Self-Adjointness and Boundary Conditions
In our previous analysis we didn’t mention anything about boundary conditions and in fact they appeared nowhere in our calculations. This is because, as we said then, we lied when we postulated Ehrenfest’s Theorem (2.11). The correction to this mistake is subtle and has to do with the definition of Hermitian operators and their relation to the boundary conditions. We will now remedy this.
Self-Adjointness and Operator Domains
Any operator \(\mathcal{O}\), if we let it act on every function \(\Psi\) of our Hilbert space, is very likely to map it into a function \(\Psi' \) that lies outside the acceptable solutions of our problem. For this reason, every operator is defined on an operator domain of Hilbert space \(D(\mathcal{O})\). The domain is defined by the boundary conditions of the wavefunctions \(\psi\) that occupy it (\(\psi \in (D(\mathcal{O}))\). We can now say that an operator \(A\) is self-adjoint \((A=A^\dagger)\) if it meets the following two conditions:
a) the operator must be symmetric, so \(<\phi,A\psi>=<A\phi,\psi>\)
b) the operator domains must be the same \(D(A)=D(A^\dagger)\)

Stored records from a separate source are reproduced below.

#[async_trait]
impl Plugin for ScriptedPlugin {
    fn name(&self) -> &str {
        self.name
    }

    async fn initialize(&mut self, context: Arc<dyn HostContext>) -> PluginResult<()> {
        *self.context.lock().unwrap() = Some(context);
        Ok(())
    }

    async fn shutdown(&mut self) -> PluginResult<()> {
        Ok(())
    }

    fn update(&mut self, _delta_time: f64) -> PluginResult<()> {
        self.record("update");
        let context = self.context.lock().unwrap().clone();
        match context {
            Some(context) => (self.body)(context.as_ref()),
            None => Ok(()),
        }
    }

    fn on_security_violation(&mut self, violation: &SecurityViolation) {
        self.record(&format!("violation:{}", violation.kind));
    }
}

fn count(log: &CallLog, entry: &str) -> usize {
    log.lock().unwrap().iter().filter(|e| *e == entry).count()
}

#[tokio::test(flavor = "multi_thread", worker_threads = 2)]
async fn test_host_accessors_follow_grants() {
    let registry = started_registry(RuntimeConfig::default())
        .with_host_services(HostServices::new().with_renderer(Arc::new(TestRenderer)));
    let mock = MockPlugin::new("viewer");
    registry.load_static(meta("viewer"), factory(&mock)).await.unwrap();
    registry.start_plugin("viewer").await.unwrap();

    let context = mock.context().unwrap();
    assert!(matches!(
        context.renderer(),
        Err(PluginError::PermissionDenied(Permission::RenderingAccess))
    ));
    assert!(context.ecs_world().is_err());
    assert!(context.asset_manager().is_err());
    assert!(context.gui_manager().is_err());
    assert!(registry.security().violation_count("viewer") >= 4);

    registry
        .security()
        .grant_permission("viewer", Permission::RenderingAccess);
    let renderer = context.renderer().unwrap();
    assert!(renderer.as_any().is::<TestRenderer>());

    registry
        .security()
        .revoke_permission("viewer", Permission::RenderingAccess);
    assert!(context.renderer().is_err());

    registry.shutdown().await.unwrap();
}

If an operator, including the Hamiltonian, do not meet the above two conditions then \((A \neq A^\dagger)\) and we need to rethink relations like (2.11). This problem did not appear in our example Hamiltonian (3.1) because the space of acceptable solutions was the real line and so all operators had the same domain \(D(\mathcal{O}) = \{\psi | \psi(x\rightarrow \pm \infty) = 0 \} \).
Modified Ehrenfest
By definition of the Hamiltonian operator $$ i\frac{\partial \psi}{\partial t} = H \psi \;\;\; (4.1) $$ and assuming that the operator \(A\) is time independant, we write $$ \frac{d<A>}{dt} = <\frac{\partial \psi}{\partial t},A\psi> + <\psi,A\frac{\partial \psi}{\partial t}> = i(<H\psi,A\psi>-<\psi,AH\psi>) \;\;\; (4.2)$$
The first product is well defined assuming that \(\psi\in D(H) \cap D(A)\) as expected. The second product however is problematic if \((H\psi\not \in D(A)\). If we can algebraically compute the commutator \([A,H]\) for the whole real line (that means not only in the domain where the operator is self-adjoint), then \(AH=[A,H] + HA \) everywhere and the bracket in (4.2) can be written as: $$ <\psi,[H,A]\psi> + <H\psi,A\psi> - <\psi,HA\psi> = <\psi,[H,A]\psi> + <\psi,(H^\dagger -H)A\psi> \;\;\; (4.3) $$ In the second step we see that, since the Hamiltonian is no longer self-adjoint in the real line, we have to replace it by \(H^\dagger\) when we move it from one side of a product to the other. The theorem of time evolution is now written as $$ \frac{d<A>}{dt} = i<[H,A]> + i <(H^\dagger -H)A> \;\;\; (4.4) $$
We notice of course that in the case that the Hamiltonian is self adjoint \(H = H^\dagger \) (4.4) reduces to (2.11). Our generating function (3.11) is now $$ <[H,\mathcal{O}]> + <(H^\dagger -H)\mathcal{O}> = 0 \;\;\; (4.5) $$
The “anomalous” term \(\mathcal{A} = <(H^\dagger -H)\mathcal{O}>\) must now be computed separately for every operator \(\mathcal{O}\).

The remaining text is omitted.